Continuando le esplorazioni in questo ambiente unico, i ricercatori dell'Università di Calgary e del Joint Genome Institute (JGI) del Dipartimento dell'Energia degli Stati Uniti, un DOE Office of Science User Facility situato presso il Lawrence Berkeley National Laboratory (Berkeley Lab), hanno impiegato single- sequenziamento cellulare per valutare la diversità all'interno e tra le popolazioni microbiche. Il lavoro è apparso su The ISME Journal .

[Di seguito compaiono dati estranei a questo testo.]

use serde::{Deserialize, Serialize};

use crate::core::{AxisScale, PlotGeometry};
use crate::error::{PlotError, PlotResult};

use super::hover::{LabelId, PointId};
use super::{PlotPhase, PlotState, PlotSurface};

/// Serializable description of the current plot scene.
///
/// Two snapshots compare equal when the rendered state is structurally the
/// same, which makes it the reference for metric-switch round trips.
#[derive(Debug, Clone, PartialEq, Serialize, Deserialize)]
pub struct PlotSnapshot {
    pub phase: PlotPhase,
    pub x_metric: String,
    pub y_metric: String,
    pub geometry: PlotGeometry,
    pub y_scale: AxisScale,
    pub x_scale: Option<AxisScale>,
    pub points: Vec<PointSnapshot>,
    pub labels: Vec<LabelSnapshot>,
}

#[derive(Debug, Clone, Copy, PartialEq, Serialize, Deserialize)]
pub struct PointSnapshot {
    pub id: PointId,
    pub cx: f64,
    pub cy: f64,
}

#[derive(Debug, Clone, PartialEq, Serialize, Deserialize)]
pub struct LabelSnapshot {
    pub id: LabelId,
    pub text: String,
    pub visible: bool,
}

impl PlotSnapshot {
    #[must_use]
    pub fn capture(state: &PlotState, surface: &PlotSurface) -> Self {
        Self {
            phase: surface.phase(),
            x_metric: state.x_metric().to_owned(),
            y_metric: state.y_metric().to_owned(),
            geometry: surface.geometry(),
            y_scale: surface.y_scale(),
            x_scale: surface.x_scale(),
            points: surface
                .points()
                .iter()
                .map(|point| PointSnapshot {
                    id: point.id,
                    cx: point.cx,
                    cy: point.cy,
                })
                .collect(),
            labels: surface
                .labels()
                .iter()
                .map(|label| LabelSnapshot {
                    id: label.id,
                    text: label.text.clone(),
                    visible: label.visible,
                })
                .collect(),
        }
    }

    pub fn to_json_pretty(&self) -> PlotResult<String> {
        serde_json::to_string_pretty(self)
            .map_err(|err| PlotError::InvalidData(format!("failed to serialize snapshot: {err}")))
    }
}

I membri del laboratorio di Dunfield hanno raccolto campioni da questa primavera calda. Un singolo campione è stato quindi utilizzato per produrre un set di dati di amplicone accoppiato (noto anche come sequenziamento del gene 16S rRNA), un metagenoma a fucile e un set di dati a singola cellula di quasi 500 genomi a cellula singola. La parte unicellulare di questo lavoro è stata eseguita da Danielle Goudeau e Rex Malmstrom del gruppo Microscale Applications della JGI. Le cellule sono state ordinate casualmente, l'intero genoma amplificato, quindi sequenziato e assemblato. Robert Bowers, uno scienziato del JGI all'interno del Programma microbico, ha condotto le analisi genomiche per confrontare i set di dati risultanti, sottolineando l'utilità del sequenziamento a cellula singola per valutare la variazione all'interno delle popolazioni microbiche naturali.
Ciascuno dei tre approcci di sequenziamento ha prodotto un profilo di comunità generalmente simile. Ma ogni approccio dimostra il suo pieno valore su scale diverse. Il sequenziamento dell'amplicone è comunemente usato per valutare le fluttuazioni nella diversità microbica in migliaia di campioni. La metagenomica viene attualmente applicata a decine o centinaia di campioni, mentre gli approcci a cellula singola sono stati in genere utilizzati come complemento per isolare il sequenziamento, ovvero quando le cellule bersaglio non possono essere coltivate in laboratorio.
Ciò che rende unico questo particolare studio è l'applicazione della genomica unicellulare a un'intera comunità. Data la bassa diversità microbica della sorgente termale campionata, un set di dati di quasi 500 singole cellule copriva la diversità della maggior parte dei taxa all'interno del campione. Inoltre, i tre lignaggi più abbondanti erano rappresentati da un numero sufficiente di genomi a cellula singola per facilitare un'analisi dell'eterogeneità all'interno e tra la popolazione confrontando gli ATGC dei genomi di ciascuna singola cellula. Il team ha dimostrato che mentre l'ampia diversità a livello di nucleotide era simile tra i lignaggi dominanti, ogni gruppo microbico mostrava profili di ricombinazione molto diversi. Questo è simile alla struttura delle reti di social media in cui un gruppo di social media può avere un gruppo di amici relativamente limitato, mentre un altro potrebbe mostrare poche limitazioni alle interazioni e nuove connessioni, condividendo così più idee, simile alla condivisione di geni all'interno di un ambiente altamente ricombinazione della popolazione microbica. Questo lavoro mette in mostra l'utilità del sequenziamento delle singole cellule, poiché il monitoraggio dell'eterogeneità a livello di popolazione dei microbi incolti fornirà ai ricercatori la capacità di catturare la variazione su scala fine all'interno delle popolazioni che è un precursore della diversificazione a livello di ceppo e della speciazione microbica.